Our very tentative view would be that section 234 should be read in context with section 229, which, as we have already indicated, is evidential, and directed to the assessment of whether or not the particular offender represents a danger. In practical terms in this case, however, the decision is academic, which is why we do not resolve it.
In relation to offence No 30, whether or not there is an error in the committal papers about the January, rather than 25th June 2005, date, our pragmatic view is that we should simply remove the order for imprisonment for public protection made under offence 30. We emphasise that it is a pragmatic approach to his practical problem which arises in this case.

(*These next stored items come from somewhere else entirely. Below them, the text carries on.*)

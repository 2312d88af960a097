//! Event hooks for application code.
//!
//! Handlers are registered per event name and fired in registration order.
//! Every handler is asynchronous; a plain closure is written as
//! `|payload| async move { ...; Ok(()) }`.

use dashmap::DashMap;
use std::fmt;
use std::future::Future;
use std::pin::Pin;
use std::sync::Arc;
use thiserror::Error;
use tracing::trace;

/// Fired after a connection has been added to the registry.
pub const CONNECT: &str = "connect";

/// Fired after a connection has been removed from the registry.
pub const DISCONNECT: &str = "disconnect";

/// Error type returned by handlers.
pub type BoxError = Box<dyn std::error::Error + Send + Sync>;

/// Future returned by a handler.
pub type HandlerFuture = Pin<Box<dyn Future<Output = Result<(), BoxError>> + Send>>;

/// A registered event handler.
pub type Handler<P> = Arc<dyn Fn(P) -> HandlerFuture + Send + Sync>;

/// Event dispatch errors.
#[derive(Debug, Error)]
pub enum EventError {
    /// A handler returned an error. Handlers after it were not run.
    #[error("Handler #{index} for `{event}` failed: {source}")]
    Handler {
        /// Event name.
        event: String,
        /// Position of the failing handler in registration order.
        index: usize,
        /// The handler's error.
        #[source]
        source: BoxError,
    },
}

/// Registry of event handlers keyed by event name.
///
/// Meant to be populated during setup. Registering while an `emit` for the
/// same event is in flight does not affect that `emit`.
pub struct EventDispatcher<P> {
    handlers: DashMap<String, Vec<Handler<P>>>,
}

impl<P> EventDispatcher<P>
where
    P: Clone + Send + 'static,
{
    /// Create an empty dispatcher.
    #[must_use]
    pub fn new() -> Self {
        Self {
            handlers: DashMap::new(),
        }
    }

    /// Register an async closure for `event`.
    ///
    /// Returns the boxed handler, which can be registered again elsewhere.
    pub fn on<F, Fut>(&self, event: impl Into<String>, handler: F) -> Handler<P>
    where
        F: Fn(P) -> Fut + Send + Sync + 'static,
        Fut: Future<Output = Result<(), BoxError>> + Send + 'static,
    {
        let handler: Handler<P> = Arc::new(move |payload: P| -> HandlerFuture {
            Box::pin(handler(payload))
        });
        self.register(event, handler)
    }

    /// Append an already boxed handler to the list for `event`.
    ///
    /// Returns the handler unchanged.
    pub fn register(&self, event: impl Into<String>, handler: Handler<P>) -> Handler<P> {
        let event = event.into();
        trace!(event = %event, "Registering handler");
        self.handlers
            .entry(event)
            .or_default()
            .push(Arc::clone(&handler));
        handler
    }

    /// Run every handler for `event` in registration order.
    ///
    /// Each handler is awaited before the next one starts. Returns the
    /// number of handlers invoked.
    ///
    /// # Errors
    ///
    /// Returns the first handler failure; later handlers are skipped.
    pub async fn emit(&self, event: &str, payload: P) -> Result<usize, EventError> {
        let handlers = match self.handlers.get(event) {
            Some(handlers) => handlers.clone(),
            None => return Ok(0),
        };

        trace!(event = %event, handlers = handlers.len(), "Emitting event");

        for (index, handler) in handlers.iter().enumerate() {
            handler(payload.clone())
                .await
                .map_err(|source| EventError::Handler {
                    event: event.to_string(),
                    index,
                    source,
                })?;
        }

        Ok(handlers.len())
    }

    /// Number of handlers registered for `event`.
    #[must_use]
    pub fn handler_count(&self, event: &str) -> usize {
        self.handlers.get(event).map_or(0, |h| h.len())
    }
}

impl<P> Default for EventDispatcher<P>
where
    P: Clone + Send + 'static,
{
    fn default() -> Self {
        Self::new()
    }
}

impl<P> fmt::Debug for EventDispatcher<P> {
    fn fmt(&self, f: &mut fmt::Formatter<'_>) -> fmt::Result {
        let mut map = f.debug_map();
        for entry in &self.handlers {
            map.entry(entry.key(), &entry.value().len());
        }
        map.finish()
    }
}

It makes absolutely no difference to the sentence imposed on the applicant, and there are no circumstances in which our decision is to be regarded as a precedent.
We can now come to the essential grounds of appeal. First it is said that the judge was wrong to find the level of risk appropriate to found an order of imprisonment for public protection. We have examined the evidence in the course of this judgment. In our view, the judge was fully entitled to reach the conclusion that he did, and that the applicant was properly to be regarded as someone who fell within the meaning of dangerousness for the purpose of the order of imprisonment for public protection. That was based on the original offences 2002 offences, the commission of further similar offences, in 2005, and the assessments made in the reports.
Ultimately, of course, the decision is for the judge. We can see no reason for interfering with it. The other submission is that, even if that first argument fails, the period of 4 years as the starting point for the assessment of the determinate sentence was manifestly excessive. We have in the course of the judgment already indicated that the absence of level 5 images and the absence of moving images at level 4, and the actual involvement of the applicant in this material, who, as was pointed out to us and again as we have narrated, was not involved in the production for the purposes of distribution.
We have stood back from the sentence imposed. We have come to the conclusion that the sentence was, in the context of the guidance given in Oliver, and on the basis of the applicant's plea of guilty, a severe sentence. We have nevertheless concluded that it was within the appropriate range of sentence for these offences by this offender. In those circumstances, the sentence was not manifestly excessive. We shall not interfere with it. Accordingly the application for leave to appeal save in relation to offence No 30 will be refused. As to offence No 30, we shall simply leave in place the determinate sentence which the judge imposed but the sentence of imprisonment for public protection on that count only will be quashed.